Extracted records
****

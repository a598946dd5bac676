//! Type-safe product identifier.

use serde::{Deserialize, Serialize};

/// Identifier of a catalog product.
///
/// Newtype wrapper around `i64` so product ids cannot be mixed up with
/// plain integers (amounts, counts) in signatures.
#[derive(Debug, Clone, Copy, PartialEq, Eq, Hash, PartialOrd, Ord, Serialize, Deserialize)]
#[serde(transparent)]
pub struct ProductId(i64);

impl ProductId {
    /// Create a new product id.
    #[must_use]
    pub const fn new(id: i64) -> Self {
        Self(id)
    }

    /// Get the underlying i64 value.
    #[must_use]
    pub const fn as_i64(&self) -> i64 {
        self.0
    }
}

impl std::fmt::Display for ProductId {
    fn fmt(&self, f: &mut std::fmt::Formatter<'_>) -> std::fmt::Result {
        write!(f, "{}", self.0)
    }
}

impl From<i64> for ProductId {
    fn from(id: i64) -> Self {
        Self(id)
    }
}

impl From<ProductId> for i64 {
    fn from(id: ProductId) -> Self {
        id.0
    }
}

#[cfg(test)]
mod tests {
    use super::*;

    #[test]
    fn test_product_id_round_trip() {
        let id = ProductId::new(42);
        assert_eq!(id.as_i64(), 42);
        assert_eq!(i64::from(id), 42);
        assert_eq!(ProductId::from(42), id);
    }

    #[test]
    fn test_product_id_serde_transparent() {
        let id = ProductId::new(7);
        let json = serde_json::to_string(&id).expect("serialize");
        assert_eq!(json, "7");
        let back: ProductId = serde_json::from_str(&json).expect("deserialize");
        assert_eq!(back, id);
    }
}
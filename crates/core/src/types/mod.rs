//! Domain types for the RocketShoes demo shop.

mod cart;
mod id;
mod price;
mod product;
mod stock;

pub use cart::Cart;
pub use id::ProductId;
pub use price::format_brl;
pub use product::{CartItem, Product};
pub use stock::Stock;
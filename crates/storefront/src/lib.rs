//! RocketShoes storefront library.
//!
//! Provides the storefront functionality as a library so the binary and
//! the integration tests share the same router.

#![cfg_attr(not(test), forbid(unsafe_code))]

pub mod cart;
pub mod catalog;
pub mod config;
pub mod error;
pub mod filters;
pub mod notify;
pub mod routes;
pub mod snapshot;
pub mod state;

use axum::{Router, routing::get};
use tower_http::trace::TraceLayer;

use state::AppState;

/// Build the storefront application router.
#[must_use]
pub fn app(state: AppState) -> Router {
    Router::new()
        .route("/health", get(health))
        .merge(routes::routes())
        .layer(TraceLayer::new_for_http())
        .with_state(state)
}

/// Liveness health check endpoint.
///
/// Returns "ok" if the server is running. Does not check the catalog.
async fn health() -> &'static str {
    "ok"
}
#[cfg(test)]
#[allow(clippy::unwrap_used)]
mod tests {
    use async_trait::async_trait;
    use rocketshoes_core::{CartItem, Product, Stock};
    use rust_decimal::Decimal;
    use tempfile::TempDir;

    use super::*;

    /// In-memory catalog fixture injected through the `CatalogApi` seam.
    struct FixtureCatalog {
        products: HashMap<ProductId, Product>,
        stock: HashMap<ProductId, u32>,
        down: bool,
    }

    impl FixtureCatalog {
        fn new(entries: &[(i64, u32)]) -> Self {
            let mut products = HashMap::new();
            let mut stock = HashMap::new();
            for &(id, amount) in entries {
                products.insert(ProductId::new(id), product(id));
                stock.insert(ProductId::new(id), amount);
            }
            Self {
                products,
                stock,
                down: false,
            }
        }

        fn unavailable() -> Self {
            Self {
                products: HashMap::new(),
                stock: HashMap::new(),
                down: true,
            }
        }

        fn check_up(&self) -> Result<(), CatalogError> {
            if self.down {
                return Err(CatalogError::Status(
                    reqwest::StatusCode::INTERNAL_SERVER_ERROR,
                ));
            }
            Ok(())
        }
    }

    #[async_trait]
    impl CatalogApi for FixtureCatalog {
        async fn products(&self) -> Result<Vec<Product>, CatalogError> {
            self.check_up()?;
            let mut products: Vec<Product> = self.products.values().cloned().collect();
            products.sort_by_key(|p| p.id);
            Ok(products)
        }

        async fn product(&self, id: ProductId) -> Result<Product, CatalogError> {
            self.check_up()?;
            self.products
                .get(&id)
                .cloned()
                .ok_or_else(|| CatalogError::NotFound(format!("products/{id}")))
        }

        async fn stock(&self, id: ProductId) -> Result<Stock, CatalogError> {
            self.check_up()?;
            self.stock
                .get(&id)
                .map(|&amount| Stock { id, amount })
                .ok_or_else(|| CatalogError::NotFound(format!("stock/{id}")))
        }
    }

    fn product(id: i64) -> Product {
        Product {
            id: ProductId::new(id),
            title: format!("Tênis {id}"),
            price: Decimal::new(17990, 2),
            image: format!("https://example.com/{id}.jpg"),
        }
    }

    fn service(catalog: FixtureCatalog) -> (CartService, SnapshotStore, TempDir) {
        let dir = tempfile::tempdir().unwrap();
        let store = SnapshotStore::new(dir.path().join("cart.json"));
        let service = CartService::new(Arc::new(catalog), store.clone());
        (service, store, dir)
    }

    fn seeded_cart(entries: &[(i64, u32)]) -> Cart {
        Cart::from(
            entries
                .iter()
                .map(|&(id, amount)| CartItem {
                    product: product(id),
                    amount,
                })
                .collect::<Vec<_>>(),
        )
    }

    #[tokio::test]
    async fn test_add_new_product_appends_and_persists() {
        let (service, store, _dir) = service(FixtureCatalog::new(&[(1, 5)]));

        let cart = service.add_product(ProductId::new(1)).await.unwrap();

        assert_eq!(cart.amount_of(ProductId::new(1)), Some(1));
        assert_eq!(store.load().unwrap().unwrap(), cart);
    }

    #[tokio::test]
    async fn test_add_existing_product_increments_amount() {
        let (service, _store, _dir) = service(FixtureCatalog::new(&[(1, 5)]));

        service.add_product(ProductId::new(1)).await.unwrap();
        let cart = service.add_product(ProductId::new(1)).await.unwrap();

        assert_eq!(cart.amount_of(ProductId::new(1)), Some(2));
        assert_eq!(cart.len(), 1);
    }

    #[tokio::test]
    async fn test_add_at_stock_ceiling_is_out_of_stock() {
        let catalog = FixtureCatalog::new(&[(1, 5)]);
        let dir = tempfile::tempdir().unwrap();
        let store = SnapshotStore::new(dir.path().join("cart.json"));
        store.save(&seeded_cart(&[(1, 5)])).unwrap();
        let service = CartService::new(Arc::new(catalog), store.clone());

        let err = service.add_product(ProductId::new(1)).await.unwrap_err();

        assert!(matches!(err, CartError::OutOfStock));
        assert_eq!(service.cart(), seeded_cart(&[(1, 5)]));
        // No snapshot write happened either.
        assert_eq!(store.load().unwrap().unwrap(), seeded_cart(&[(1, 5)]));
    }

    #[tokio::test]
    async fn test_add_unknown_product_is_a_catalog_error() {
        let (service, _store, _dir) = service(FixtureCatalog::new(&[(1, 5)]));

        let err = service.add_product(ProductId::new(99)).await.unwrap_err();

        assert!(matches!(err, CartError::Catalog(CatalogError::NotFound(_))));
        assert!(service.cart().is_empty());
    }

    #[tokio::test]
    async fn test_catalog_failure_leaves_cart_unchanged() {
        let (service, _store, _dir) = service(FixtureCatalog::unavailable());

        let err = service.add_product(ProductId::new(1)).await.unwrap_err();

        assert!(matches!(err, CartError::Catalog(_)));
        assert!(service.cart().is_empty());
    }

    #[tokio::test]
    async fn test_remove_product_persists_the_smaller_cart() {
        let (service, store, _dir) = service(FixtureCatalog::new(&[(1, 5), (2, 5)]));
        service.add_product(ProductId::new(1)).await.unwrap();
        service.add_product(ProductId::new(2)).await.unwrap();

        let cart = service.remove_product(ProductId::new(1)).unwrap();

        assert!(!cart.contains(ProductId::new(1)));
        assert!(cart.contains(ProductId::new(2)));
        assert_eq!(store.load().unwrap().unwrap(), cart);
    }

    #[tokio::test]
    async fn test_remove_missing_product_is_not_found() {
        let (service, _store, _dir) = service(FixtureCatalog::new(&[(1, 5)]));
        service.add_product(ProductId::new(1)).await.unwrap();
        let before = service.cart();

        let err = service.remove_product(ProductId::new(99)).unwrap_err();

        assert!(matches!(err, CartError::NotFound(_)));
        assert_eq!(service.cart(), before);
    }

    #[tokio::test]
    async fn test_update_amount_sets_and_persists() {
        let (service, store, _dir) = service(FixtureCatalog::new(&[(1, 10)]));
        service.add_product(ProductId::new(1)).await.unwrap();

        let cart = service
            .update_amount(ProductId::new(1), 3)
            .await
            .unwrap();

        assert_eq!(cart.amount_of(ProductId::new(1)), Some(3));
        assert_eq!(store.load().unwrap().unwrap(), cart);
    }

    #[tokio::test]
    async fn test_update_zero_or_negative_is_a_silent_noop() {
        // The fixture is down: reaching the stock service would error, so
        // a clean pass proves the guard short-circuits before any lookup.
        let (service, store, _dir) = service(FixtureCatalog::unavailable());

        let cart = service.update_amount(ProductId::new(1), 0).await.unwrap();
        assert!(cart.is_empty());

        let cart = service.update_amount(ProductId::new(1), -4).await.unwrap();
        assert!(cart.is_empty());

        // Nothing was persisted either.
        assert!(store.load().unwrap().is_none());
    }

    #[tokio::test]
    async fn test_update_beyond_stock_is_out_of_stock() {
        let (service, _store, _dir) = service(FixtureCatalog::new(&[(1, 2)]));
        service.add_product(ProductId::new(1)).await.unwrap();

        let err = service
            .update_amount(ProductId::new(1), 3)
            .await
            .unwrap_err();

        assert!(matches!(err, CartError::OutOfStock));
        assert_eq!(service.cart().amount_of(ProductId::new(1)), Some(1));
    }

    #[tokio::test]
    async fn test_update_product_not_in_cart_is_not_found() {
        let (service, _store, _dir) = service(FixtureCatalog::new(&[(1, 5)]));

        let err = service
            .update_amount(ProductId::new(1), 2)
            .await
            .unwrap_err();

        assert!(matches!(err, CartError::NotFound(_)));
        assert!(service.cart().is_empty());
    }

    #[tokio::test]
    async fn test_repeated_adds_respect_the_stock_ceiling() {
        let (service, _store, _dir) = service(FixtureCatalog::new(&[(1, 3)]));

        for _ in 0..3 {
            service.add_product(ProductId::new(1)).await.unwrap();
        }
        let err = service.add_product(ProductId::new(1)).await.unwrap_err();

        assert!(matches!(err, CartError::OutOfStock));
        let cart = service.cart();
        assert_eq!(cart.amount_of(ProductId::new(1)), Some(3));
        // Still a single line item for the id.
        assert_eq!(cart.len(), 1);
    }

    #[tokio::test]
    async fn test_snapshot_write_failure_rolls_back() {
        let catalog = FixtureCatalog::new(&[(1, 5)]);
        let dir = tempfile::tempdir().unwrap();
        // Pointing the store at a directory makes every write fail.
        let store = SnapshotStore::new(dir.path());
        let service = CartService::new(Arc::new(catalog), store);

        let err = service.add_product(ProductId::new(1)).await.unwrap_err();

        assert!(matches!(err, CartError::Snapshot(_)));
        assert!(service.cart().is_empty());
    }

    #[tokio::test]
    async fn test_hydrates_from_an_existing_snapshot() {
        let dir = tempfile::tempdir().unwrap();
        let store = SnapshotStore::new(dir.path().join("cart.json"));
        let persisted = seeded_cart(&[(1, 2), (2, 1)]);
        store.save(&persisted).unwrap();

        let service = CartService::new(Arc::new(FixtureCatalog::new(&[])), store);

        assert_eq!(service.cart(), persisted);
        assert_eq!(service.amounts().get(&ProductId::new(1)), Some(&2));
    }

    #[tokio::test]
    async fn test_corrupt_snapshot_hydrates_empty() {
        let dir = tempfile::tempdir().unwrap();
        let path = dir.path().join("cart.json");
        std::fs::write(&path, "not json at all").unwrap();

        let service = CartService::new(
            Arc::new(FixtureCatalog::new(&[])),
            SnapshotStore::new(path),
        );

        assert!(service.cart().is_empty());
    }
}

****

Assigned task
Pull each line containing "filename" from the records.

Task response
filename crates/core/src/types/mod.rs
filename crates/storefront/src/lib.rs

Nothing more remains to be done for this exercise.